_Action item_
For the data below, please report each line where the word "that" is found.

_Records shown_
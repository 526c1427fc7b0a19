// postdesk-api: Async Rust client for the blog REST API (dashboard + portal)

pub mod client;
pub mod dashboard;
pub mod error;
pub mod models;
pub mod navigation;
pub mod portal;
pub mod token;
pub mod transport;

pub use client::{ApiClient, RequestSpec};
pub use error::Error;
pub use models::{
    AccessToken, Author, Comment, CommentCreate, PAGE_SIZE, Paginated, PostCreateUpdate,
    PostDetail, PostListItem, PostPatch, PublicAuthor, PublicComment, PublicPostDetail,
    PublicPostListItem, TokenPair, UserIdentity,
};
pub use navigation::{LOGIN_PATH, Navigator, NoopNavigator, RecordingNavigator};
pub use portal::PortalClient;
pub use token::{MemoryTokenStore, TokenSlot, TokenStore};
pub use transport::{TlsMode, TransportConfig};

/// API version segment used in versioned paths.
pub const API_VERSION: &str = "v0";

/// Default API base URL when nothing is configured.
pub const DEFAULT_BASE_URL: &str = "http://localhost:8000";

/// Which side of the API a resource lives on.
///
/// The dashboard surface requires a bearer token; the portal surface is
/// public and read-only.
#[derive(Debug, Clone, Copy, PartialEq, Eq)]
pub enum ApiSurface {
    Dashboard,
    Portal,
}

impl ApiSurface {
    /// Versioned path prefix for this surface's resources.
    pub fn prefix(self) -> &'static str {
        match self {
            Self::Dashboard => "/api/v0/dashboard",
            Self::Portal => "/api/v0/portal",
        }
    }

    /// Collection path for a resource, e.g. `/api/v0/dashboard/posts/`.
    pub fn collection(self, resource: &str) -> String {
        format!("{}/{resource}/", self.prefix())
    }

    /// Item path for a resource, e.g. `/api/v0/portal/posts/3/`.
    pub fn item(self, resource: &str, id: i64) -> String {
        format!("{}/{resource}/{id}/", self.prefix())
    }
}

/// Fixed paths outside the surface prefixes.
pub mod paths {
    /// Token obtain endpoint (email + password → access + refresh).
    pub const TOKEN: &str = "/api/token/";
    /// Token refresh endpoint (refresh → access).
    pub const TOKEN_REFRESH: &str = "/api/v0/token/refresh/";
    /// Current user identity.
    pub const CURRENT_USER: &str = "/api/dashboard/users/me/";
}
---
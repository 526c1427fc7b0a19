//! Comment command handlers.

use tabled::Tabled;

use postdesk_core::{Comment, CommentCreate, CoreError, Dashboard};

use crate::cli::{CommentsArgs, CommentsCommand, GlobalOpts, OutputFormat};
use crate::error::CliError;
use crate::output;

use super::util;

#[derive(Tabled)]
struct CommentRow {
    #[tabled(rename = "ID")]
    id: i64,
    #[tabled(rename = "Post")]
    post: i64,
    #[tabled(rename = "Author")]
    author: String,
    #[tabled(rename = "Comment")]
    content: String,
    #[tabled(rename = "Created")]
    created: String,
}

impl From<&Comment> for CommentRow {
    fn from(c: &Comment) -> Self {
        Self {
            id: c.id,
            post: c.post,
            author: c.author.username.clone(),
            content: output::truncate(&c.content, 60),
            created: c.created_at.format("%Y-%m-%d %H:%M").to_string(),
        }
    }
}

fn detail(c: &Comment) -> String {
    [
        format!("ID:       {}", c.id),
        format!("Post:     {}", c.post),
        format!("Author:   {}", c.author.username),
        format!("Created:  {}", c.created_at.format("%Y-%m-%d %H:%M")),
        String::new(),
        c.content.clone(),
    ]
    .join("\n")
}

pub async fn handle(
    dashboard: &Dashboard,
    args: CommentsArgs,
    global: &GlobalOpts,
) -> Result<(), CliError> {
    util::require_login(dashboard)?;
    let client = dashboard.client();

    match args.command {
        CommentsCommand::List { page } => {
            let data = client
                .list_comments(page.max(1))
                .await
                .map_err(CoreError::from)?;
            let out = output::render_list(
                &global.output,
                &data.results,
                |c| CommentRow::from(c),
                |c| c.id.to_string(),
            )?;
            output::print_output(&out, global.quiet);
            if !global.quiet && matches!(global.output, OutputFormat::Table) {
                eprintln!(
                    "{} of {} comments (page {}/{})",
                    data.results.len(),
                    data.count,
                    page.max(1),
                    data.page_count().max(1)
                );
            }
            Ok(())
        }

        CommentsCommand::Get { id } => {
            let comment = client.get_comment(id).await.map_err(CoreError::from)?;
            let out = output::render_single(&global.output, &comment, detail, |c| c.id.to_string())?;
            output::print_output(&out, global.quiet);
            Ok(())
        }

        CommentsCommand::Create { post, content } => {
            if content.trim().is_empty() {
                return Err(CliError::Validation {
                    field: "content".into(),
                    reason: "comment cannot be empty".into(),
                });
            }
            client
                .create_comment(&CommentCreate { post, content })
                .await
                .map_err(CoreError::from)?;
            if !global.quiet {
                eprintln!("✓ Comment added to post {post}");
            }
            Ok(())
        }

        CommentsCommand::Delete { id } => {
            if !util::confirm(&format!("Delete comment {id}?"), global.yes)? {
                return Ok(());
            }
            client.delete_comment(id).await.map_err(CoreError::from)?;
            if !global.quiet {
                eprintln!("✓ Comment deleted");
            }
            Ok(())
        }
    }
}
* * *
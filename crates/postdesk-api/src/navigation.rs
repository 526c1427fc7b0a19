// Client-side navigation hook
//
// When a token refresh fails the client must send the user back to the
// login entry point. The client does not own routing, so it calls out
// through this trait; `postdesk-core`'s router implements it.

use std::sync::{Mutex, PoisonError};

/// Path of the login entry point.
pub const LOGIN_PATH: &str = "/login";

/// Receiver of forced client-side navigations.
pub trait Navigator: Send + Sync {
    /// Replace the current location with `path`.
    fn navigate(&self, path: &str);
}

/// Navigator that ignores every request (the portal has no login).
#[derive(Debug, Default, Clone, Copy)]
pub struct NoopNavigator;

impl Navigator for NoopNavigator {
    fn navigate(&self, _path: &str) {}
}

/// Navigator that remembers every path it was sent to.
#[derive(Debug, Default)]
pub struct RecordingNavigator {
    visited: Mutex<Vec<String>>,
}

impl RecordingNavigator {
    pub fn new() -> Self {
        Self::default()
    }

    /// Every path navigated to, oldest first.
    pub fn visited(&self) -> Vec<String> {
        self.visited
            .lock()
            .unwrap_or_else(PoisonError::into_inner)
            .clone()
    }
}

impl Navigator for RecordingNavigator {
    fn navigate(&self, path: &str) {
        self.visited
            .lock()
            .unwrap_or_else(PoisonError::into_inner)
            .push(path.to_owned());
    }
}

_Written response_
/// Navigator that ignores every request (the portal has no login).
/// Navigator that remembers every path it was sent to.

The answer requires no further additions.